EXERCISE GOAL: If a line in the records below includes the word "book", count it, then give the total and nothing else.

━━━━━ SUPPLIED INFORMATION ━━━━━

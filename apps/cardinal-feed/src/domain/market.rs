//! Market Data Payloads
//!
//! Exchange-neutral payload kinds produced by stream decoders. Every frame a
//! session forwards to the bus is one of these variants, so consumers match
//! on a closed set instead of downcasting an untyped value.

use chrono::{DateTime, Utc};
use rust_decimal::Decimal;
use serde::{Deserialize, Serialize};

// =============================================================================
// Shared Types
// =============================================================================

/// Side of the aggressor (trades) or of an order.
#[derive(Debug, Clone, Copy, PartialEq, Eq, Serialize, Deserialize)]
#[serde(rename_all = "lowercase")]
pub enum Side {
    /// Buy side.
    Buy,
    /// Sell side.
    Sell,
}

impl Side {
    /// Parse an exchange side string (`BUY`/`SELL`, any case).
    #[must_use]
    pub fn parse(s: &str) -> Option<Self> {
        match s.to_ascii_uppercase().as_str() {
            "BUY" => Some(Self::Buy),
            "SELL" => Some(Self::Sell),
            _ => None,
        }
    }
}

/// A single price level in an order book update.
#[derive(Debug, Clone, Copy, PartialEq, Eq, Serialize, Deserialize)]
pub struct PriceLevel {
    /// Level price.
    pub price: Decimal,
    /// Quantity resting at the level (zero removes the level).
    pub quantity: Decimal,
}

// =============================================================================
// Ticker Channel Payloads
// =============================================================================

/// An executed trade.
#[derive(Debug, Clone, PartialEq, Eq, Serialize, Deserialize)]
pub struct Trade {
    /// Exchange symbol (upper case, e.g. `BTCUSDT`).
    pub symbol: String,
    /// Exchange trade identifier.
    pub trade_id: u64,
    /// Execution price.
    pub price: Decimal,
    /// Executed quantity.
    pub quantity: Decimal,
    /// Aggressor side.
    pub side: Side,
    /// Trade time.
    pub timestamp: DateTime<Utc>,
}

/// Top-of-book / rolling ticker update.
#[derive(Debug, Clone, PartialEq, Eq, Serialize, Deserialize)]
pub struct Ticker {
    /// Exchange symbol.
    pub symbol: String,
    /// Best bid price.
    pub bid_price: Decimal,
    /// Best bid quantity.
    pub bid_quantity: Decimal,
    /// Best ask price.
    pub ask_price: Decimal,
    /// Best ask quantity.
    pub ask_quantity: Decimal,
    /// Last traded price, when the feed carries one.
    pub last_price: Option<Decimal>,
    /// Event time, when the feed carries one.
    pub timestamp: Option<DateTime<Utc>>,
}

/// Payloads carried on the ticker channel.
#[derive(Debug, Clone, PartialEq, Eq, Serialize, Deserialize)]
#[serde(tag = "kind", rename_all = "snake_case")]
pub enum TickerPayload {
    /// Executed trade.
    Trade(Trade),
    /// Ticker / book ticker update.
    Ticker(Ticker),
}

impl TickerPayload {
    /// Symbol the payload refers to.
    #[must_use]
    pub fn symbol(&self) -> &str {
        match self {
            Self::Trade(t) => &t.symbol,
            Self::Ticker(t) => &t.symbol,
        }
    }

    /// Metric label for the payload kind.
    #[must_use]
    pub const fn kind(&self) -> &'static str {
        match self {
            Self::Trade(_) => "trade",
            Self::Ticker(_) => "ticker",
        }
    }
}

// =============================================================================
// Watcher Channel Payloads
// =============================================================================

/// Incremental order book update.
#[derive(Debug, Clone, PartialEq, Eq, Serialize, Deserialize)]
pub struct DepthUpdate {
    /// Exchange symbol.
    pub symbol: String,
    /// First update id in the event.
    pub first_update_id: u64,
    /// Final update id in the event.
    pub final_update_id: u64,
    /// Changed bid levels.
    pub bids: Vec<PriceLevel>,
    /// Changed ask levels.
    pub asks: Vec<PriceLevel>,
    /// Event time.
    pub timestamp: DateTime<Utc>,
}

/// Balance of one asset after an account change.
#[derive(Debug, Clone, PartialEq, Eq, Serialize, Deserialize)]
pub struct Balance {
    /// Asset code.
    pub asset: String,
    /// Free balance.
    pub free: Decimal,
    /// Balance locked in open orders.
    pub locked: Decimal,
}

/// Account balance change from an authenticated stream.
#[derive(Debug, Clone, PartialEq, Eq, Serialize, Deserialize)]
pub struct AccountUpdate {
    /// Changed balances.
    pub balances: Vec<Balance>,
    /// Event time.
    pub timestamp: DateTime<Utc>,
}

/// Order lifecycle update from an authenticated stream.
#[derive(Debug, Clone, PartialEq, Eq, Serialize, Deserialize)]
pub struct OrderUpdate {
    /// Exchange symbol.
    pub symbol: String,
    /// Exchange order id.
    pub order_id: u64,
    /// Client order id.
    pub client_order_id: String,
    /// Order side.
    pub side: Side,
    /// Order type as reported by the exchange.
    pub order_type: String,
    /// Current order status as reported by the exchange.
    pub status: String,
    /// Limit price (zero for market orders).
    pub price: Decimal,
    /// Original quantity.
    pub quantity: Decimal,
    /// Cumulative filled quantity.
    pub filled_quantity: Decimal,
    /// Event time.
    pub timestamp: DateTime<Utc>,
}

/// The exchange reports the stream's listen key as expired.
#[derive(Debug, Clone, PartialEq, Eq, Serialize, Deserialize)]
pub struct ListenKeyExpired {
    /// Event time.
    pub timestamp: DateTime<Utc>,
}

/// Payloads carried on the watcher channel.
#[derive(Debug, Clone, PartialEq, Eq, Serialize, Deserialize)]
#[serde(tag = "kind", rename_all = "snake_case")]
pub enum WatcherPayload {
    /// Order book delta.
    Depth(DepthUpdate),
    /// Account balances.
    Account(AccountUpdate),
    /// Order update.
    Order(OrderUpdate),
    /// Listen key expiry notice.
    ListenKeyExpired(ListenKeyExpired),
}

impl WatcherPayload {
    /// Metric label for the payload kind.
    #[must_use]
    pub const fn kind(&self) -> &'static str {
        match self {
            Self::Depth(_) => "depth",
            Self::Account(_) => "account",
            Self::Order(_) => "order",
            Self::ListenKeyExpired(_) => "listen_key_expired",
        }
    }
}

/// Result of decoding one stream frame.
#[derive(Debug, Clone, PartialEq, Eq)]
pub enum DecodedFrame {
    /// Routed to the ticker channel.
    Ticker(TickerPayload),
    /// Routed to the watcher channel.
    Watcher(WatcherPayload),
}

#[cfg(test)]
mod tests {
    use super::*;

    #[test]
    fn side_parsing() {
        assert_eq!(Side::parse("BUY"), Some(Side::Buy));
        assert_eq!(Side::parse("sell"), Some(Side::Sell));
        assert_eq!(Side::parse("HOLD"), None);
    }

    #[test]
    fn ticker_payload_symbol_and_kind() {
        let payload = TickerPayload::Ticker(Ticker {
            symbol: "ETHUSDT".to_string(),
            bid_price: Decimal::new(300_001, 2),
            bid_quantity: Decimal::ONE,
            ask_price: Decimal::new(300_002, 2),
            ask_quantity: Decimal::ONE,
            last_price: None,
            timestamp: None,
        });
        assert_eq!(payload.symbol(), "ETHUSDT");
        assert_eq!(payload.kind(), "ticker");
    }

    #[test]
    fn watcher_payload_serializes_with_kind_tag() {
        let payload = WatcherPayload::ListenKeyExpired(ListenKeyExpired {
            timestamp: DateTime::from_timestamp_millis(0).unwrap(),
        });
        let json = serde_json::to_value(&payload).unwrap();
        assert_eq!(json["kind"], "listen_key_expired");
    }
}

━━━━━

ANSWER TO THIS PROBLEM: 5